## [Exercise details]
Only part of the listing is needed, namely the lines from its start through the line with "Extracted and stored", and they should be retyped exactly.
* * * * *
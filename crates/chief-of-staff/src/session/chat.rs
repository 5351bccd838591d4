//! One chat session: uploaded documents, conversation and the model

use futures::StreamExt;
use std::path::{Path, PathBuf};
use std::sync::Arc;
use walkdir::WalkDir;

use crate::error::Result;
use crate::generation::PromptBuilder;
use crate::ingestion::{file_summary, DocumentExtractor, IngestionStore};
use crate::providers::ChatModel;
use crate::types::document::hash_bytes;
use crate::types::{AnalysisMode, ConversationTurn, FileType, UploadedDocument};

use super::conversation::ConversationLog;

/// Result of offering a file to the session
#[derive(Debug, Clone, PartialEq, Eq)]
pub enum UploadOutcome {
    /// Extracted and stored
    Added { name: String, summary: String },
    /// A document with this name is already stored
    Skipped { name: String },
}

impl UploadOutcome {
    pub fn name(&self) -> &str {
        match self {
            UploadOutcome::Added { name, .. } | UploadOutcome::Skipped { name } => name,
        }
    }
}

/// Assistant reply recorded for one submission
#[derive(Debug, Clone, PartialEq, Eq)]
pub struct Reply {
    /// Text appended to the conversation as the assistant turn
    pub text: String,
    /// Model failure message, if the call did not complete
    pub error: Option<String>,
}

/// State owned by a single interactive session.
///
/// Only one request is ever in flight: `submit` takes `&mut self` and holds
/// it until the reply stream is drained.
pub struct ChatSession {
    model: Arc<dyn ChatModel>,
    store: IngestionStore,
    conversation: ConversationLog,
    mode: AnalysisMode,
}

impl ChatSession {
    pub fn new(model: Arc<dyn ChatModel>, mode: AnalysisMode) -> Self {
        Self {
            model,
            store: IngestionStore::new(),
            conversation: ConversationLog::new(),
            mode,
        }
    }

    pub fn mode(&self) -> AnalysisMode {
        self.mode
    }

    pub fn set_mode(&mut self, mode: AnalysisMode) {
        tracing::info!("Analysis mode set to {}", mode);
        self.mode = mode;
    }

    pub fn documents(&self) -> &[UploadedDocument] {
        self.store.all()
    }

    pub fn turns(&self) -> &[ConversationTurn] {
        self.conversation.turns()
    }

    pub fn model_name(&self) -> &str {
        self.model.model()
    }

    /// Extract and store a file unless its name is already known
    pub fn upload(&mut self, name: &str, data: &[u8]) -> UploadOutcome {
        if let Some(existing) = self.store.get(name) {
            if existing.content_hash != hash_bytes(data) {
                tracing::warn!(
                    "'{}' was uploaded again with different content; keeping the first version",
                    name
                );
            }
            return UploadOutcome::Skipped {
                name: name.to_string(),
            };
        }

        tracing::info!("Processing {}...", name);
        let content = DocumentExtractor::extract(name, data);
        let document = UploadedDocument::new(name, content).with_source(data);
        let summary = file_summary(&document);
        self.store.insert(document);

        UploadOutcome::Added {
            name: name.to_string(),
            summary,
        }
    }

    /// Upload a file, or every supported file under a directory
    pub fn upload_path(&mut self, path: &Path) -> Result<Vec<UploadOutcome>> {
        if path.is_dir() {
            let mut outcomes = Vec::new();
            for file in supported_files(path) {
                match std::fs::read(&file) {
                    Ok(data) => outcomes.push(self.upload(&display_name(&file), &data)),
                    Err(e) => tracing::warn!("Skipping unreadable {}: {}", file.display(), e),
                }
            }
            return Ok(outcomes);
        }

        let data = std::fs::read(path)?;
        Ok(vec![self.upload(&display_name(path), &data)])
    }

    /// Send a message and stream the reply.
    ///
    /// `on_fragment` sees each text fragment as it arrives. Model failures are
    /// folded into the reply text, so the conversation can always continue.
    pub async fn submit<F>(&mut self, message: &str, mut on_fragment: F) -> Reply
    where
        F: FnMut(&str),
    {
        self.conversation.append_user(message);

        let turns = self.conversation.turns();
        let history = &turns[..turns.len() - 1];
        let request = PromptBuilder::assemble(self.store.all(), history, message, self.mode);

        tracing::info!(
            "Sending message ({} documents, mode {}) to {}",
            self.store.len(),
            self.mode,
            self.model.name()
        );

        let mut text = String::new();
        let mut error = None;

        match self
            .model
            .stream_completion(&request.system, &request.history, &request.prompt)
            .await
        {
            Ok(mut stream) => {
                while let Some(fragment) = stream.next().await {
                    match fragment {
                        Ok(fragment) => {
                            on_fragment(&fragment);
                            text.push_str(&fragment);
                        }
                        Err(e) => {
                            error = Some(e.user_message());
                            break;
                        }
                    }
                }
            }
            Err(e) => error = Some(e.user_message()),
        }

        if let Some(message) = &error {
            tracing::warn!("Model call failed: {}", message);
            text = with_error(text, message);
        } else if text.trim().is_empty() {
            // An empty assistant turn would be rejected on every later request
            tracing::warn!("Model returned an empty reply");
            text = EMPTY_REPLY.to_string();
        }

        self.conversation.append_assistant(text.clone());
        Reply { text, error }
    }

    /// Forget the conversation and every uploaded document
    pub fn clear(&mut self) {
        self.conversation.reset();
        self.store.clear();
        tracing::info!("Session cleared");
    }
}

/// Recorded in place of a reply that completed without any text
pub const EMPTY_REPLY: &str = "[No response was returned. Try rephrasing the question.]";

fn with_error(partial: String, message: &str) -> String {
    if partial.is_empty() {
        format!("I encountered an error: {}", message)
    } else {
        format!("{}\n\n[I encountered an error: {}]", partial, message)
    }
}

fn display_name(path: &Path) -> String {
    path.file_name()
        .map(|n| n.to_string_lossy().into_owned())
        .unwrap_or_else(|| path.display().to_string())
}

fn supported_files(dir: &Path) -> Vec<PathBuf> {
    WalkDir::new(dir)
        .follow_links(true)
        .sort_by_file_name()
        .into_iter()
        .filter_map(|e| e.ok())
        .filter(|e| e.file_type().is_file())
        .map(|e| e.into_path())
        .filter(|p| FileType::from_filename(&display_name(p)).is_supported())
        .collect()
}

#[cfg(test)]
mod tests {
    use super::*;
    use crate::error::Error;
    use crate::generation::CONTEXT_HEADER;
    use crate::providers::TextStream;
    use crate::types::Role;
    use async_trait::async_trait;
    use futures::stream;
    use std::sync::Mutex;

    /// Replays canned fragments and records what it was asked
    #[derive(Default)]
    struct ScriptedModel {
        fragments: Vec<std::result::Result<String, String>>,
        fail_to_start: Option<String>,
        calls: Mutex<Vec<(Vec<ConversationTurn>, String)>>,
    }

    impl ScriptedModel {
        fn replying(fragments: &[&str]) -> Self {
            Self {
                fragments: fragments.iter().map(|f| Ok(f.to_string())).collect(),
                ..Default::default()
            }
        }
    }

    #[async_trait]
    impl ChatModel for ScriptedModel {
        async fn stream_completion(
            &self,
            _system: &str,
            history: &[ConversationTurn],
            user_content: &str,
        ) -> Result<TextStream> {
            self.calls
                .lock()
                .unwrap()
                .push((history.to_vec(), user_content.to_string()));

            if let Some(message) = &self.fail_to_start {
                return Err(Error::llm(message.clone()));
            }
            let items: Vec<Result<String>> = self
                .fragments
                .iter()
                .map(|f| f.clone().map_err(Error::llm))
                .collect();
            Ok(stream::iter(items).boxed())
        }

        fn name(&self) -> &str {
            "scripted"
        }

        fn model(&self) -> &str {
            "scripted-1"
        }
    }

    fn session_with(model: ScriptedModel) -> (ChatSession, Arc<ScriptedModel>) {
        let model = Arc::new(model);
        (
            ChatSession::new(model.clone(), AnalysisMode::QuickTake),
            model,
        )
    }

    #[tokio::test]
    async fn test_streamed_reply_is_recorded() {
        let (mut session, _) = session_with(ScriptedModel::replying(&["Go ", "enterprise."]));

        let mut seen = Vec::new();
        let reply = session.submit("Where next?", |f| seen.push(f.to_string())).await;

        assert_eq!(seen, vec!["Go ", "enterprise."]);
        assert_eq!(reply.text, "Go enterprise.");
        assert!(reply.error.is_none());
        assert_eq!(
            session.turns(),
            &[
                ConversationTurn::user("Where next?"),
                ConversationTurn::assistant("Go enterprise."),
            ]
        );
    }

    #[tokio::test]
    async fn test_history_excludes_new_turn_and_keeps_raw_text() {
        let (mut session, model) = session_with(ScriptedModel::replying(&["ok"]));
        session.upload("notes.md", b"# Plan\n\nShip it");

        session.submit("first", |_| {}).await;
        session.set_mode(AnalysisMode::DeepDive);
        session.submit("second", |_| {}).await;

        let calls = model.calls.lock().unwrap();
        assert_eq!(calls.len(), 2);

        let (history, prompt) = &calls[0];
        assert!(history.is_empty());
        assert!(prompt.contains(CONTEXT_HEADER));
        assert!(prompt.contains("### notes.md\n# Plan\n\nShip it"));
        assert!(prompt.ends_with(AnalysisMode::QuickTake.instruction()));

        let (history, prompt) = &calls[1];
        assert_eq!(
            history,
            &vec![ConversationTurn::user("first"), ConversationTurn::assistant("ok")]
        );
        assert!(prompt.ends_with(&format!("second{}", AnalysisMode::DeepDive.instruction())));
    }

    #[tokio::test]
    async fn test_failure_before_any_fragment() {
        let (mut session, _) = session_with(ScriptedModel {
            fail_to_start: Some("connection refused".to_string()),
            ..Default::default()
        });

        let reply = session.submit("hello", |_| {}).await;
        assert_eq!(reply.text, "I encountered an error: connection refused");
        assert_eq!(reply.error.as_deref(), Some("connection refused"));

        let last = session.turns().last().unwrap();
        assert_eq!(last.role, Role::Assistant);
        assert_eq!(last.content, reply.text);
    }

    #[tokio::test]
    async fn test_partial_reply_keeps_fragments() {
        let (mut session, _) = session_with(ScriptedModel {
            fragments: vec![Ok("Bull case: ".to_string()), Err("overloaded".to_string())],
            ..Default::default()
        });

        let reply = session.submit("scenarios?", |_| {}).await;
        assert_eq!(
            reply.text,
            "Bull case: \n\n[I encountered an error: overloaded]"
        );

        // conversation continues after a failure
        assert_eq!(session.turns().len(), 2);
    }

    #[tokio::test]
    async fn test_empty_reply_is_recorded_as_placeholder() {
        let (mut session, model) = session_with(ScriptedModel::replying(&[]));

        let reply = session.submit("anything?", |_| {}).await;
        assert_eq!(reply.text, EMPTY_REPLY);
        assert!(reply.error.is_none());

        session.submit("follow-up", |_| {}).await;
        let calls = model.calls.lock().unwrap();
        let (history, _) = &calls[1];
        assert_eq!(history[1], ConversationTurn::assistant(EMPTY_REPLY));
        assert!(history.iter().all(|turn| !turn.content.trim().is_empty()));
    }

    #[test]
    fn test_upload_skips_known_names() {
        let (mut session, _) = session_with(ScriptedModel::default());

        let first = session.upload("memo.txt", b"original memo");
        assert!(matches!(first, UploadOutcome::Added { .. }));

        let second = session.upload("memo.txt", b"a different memo");
        assert_eq!(
            second,
            UploadOutcome::Skipped {
                name: "memo.txt".to_string()
            }
        );
        assert_eq!(session.documents().len(), 1);
        assert_eq!(session.documents()[0].content, "original memo");
    }

    #[test]
    fn test_unsupported_upload_is_ingested_as_placeholder() {
        let (mut session, _) = session_with(ScriptedModel::default());
        session.upload("photo.heic", b"\x00\x01");
        assert_eq!(
            session.documents()[0].content,
            "[Unsupported file type: heic]"
        );
    }

    #[test]
    fn test_upload_directory() {
        let dir = tempfile::tempdir().unwrap();
        std::fs::write(dir.path().join("b.md"), "# B").unwrap();
        std::fs::write(dir.path().join("a.txt"), "A").unwrap();
        std::fs::write(dir.path().join("skip.bin"), [0u8, 1, 2]).unwrap();
        std::fs::create_dir(dir.path().join("nested")).unwrap();
        std::fs::write(dir.path().join("nested").join("c.txt"), "C").unwrap();

        let (mut session, _) = session_with(ScriptedModel::default());
        let outcomes = session.upload_path(dir.path()).unwrap();

        let names: Vec<&str> = outcomes.iter().map(|o| o.name()).collect();
        assert_eq!(names, vec!["a.txt", "b.md", "c.txt"]);
        assert_eq!(session.documents().len(), 3);
    }

    #[test]
    fn test_clear_resets_everything() {
        let (mut session, _) = session_with(ScriptedModel::replying(&["x"]));
        session.upload("a.txt", b"A");
        tokio_test::block_on(session.submit("q", |_| {}));

        session.clear();
        assert!(session.turns().is_empty());
        assert!(session.documents().is_empty());
    }
}
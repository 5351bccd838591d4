//! Chat model trait consumed by the session

use async_trait::async_trait;
use futures::stream::BoxStream;

use crate::error::Result;
use crate::types::ConversationTurn;

/// Reply fragments in emission order. Finite and single-pass; an `Err` item
/// is terminal.
pub type TextStream = BoxStream<'static, Result<String>>;

/// Trait for streaming chat completions
///
/// Implementations:
/// - `AnthropicClient`: hosted Anthropic Messages API
#[async_trait]
pub trait ChatModel: Send + Sync {
    /// Start a streamed completion.
    ///
    /// `history` is sent as-is before a final user turn holding `user_content`.
    async fn stream_completion(
        &self,
        system: &str,
        history: &[ConversationTurn],
        user_content: &str,
    ) -> Result<TextStream>;

    /// Get provider name for logging
    fn name(&self) -> &str;

    /// Get the model being used
    fn model(&self) -> &str;
}
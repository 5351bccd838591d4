//! Prompt construction for model requests

pub mod prompt;
pub mod system_prompt;

pub use prompt::{OutboundRequest, PromptBuilder, CONTEXT_HEADER};
pub use system_prompt::CHIEF_OF_STAFF_PROMPT;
* * * * *
## [Problem solution]
filename crates/chief-of-staff/src/session/chat.rs
repository 5351bccd838591d4
//! One chat session: uploaded documents, conversation and the model

use futures::StreamExt;
use std::path::{Path, PathBuf};
use std::sync::Arc;
use walkdir::WalkDir;

use crate::error::Result;
use crate::generation::PromptBuilder;
use crate::ingestion::{file_summary, DocumentExtractor, IngestionStore};
use crate::providers::ChatModel;
use crate::types::document::hash_bytes;
use crate::types::{AnalysisMode, ConversationTurn, FileType, UploadedDocument};

use super::conversation::ConversationLog;

/// Result of offering a file to the session
#[derive(Debug, Clone, PartialEq, Eq)]
pub enum UploadOutcome {
    /// Extracted and stored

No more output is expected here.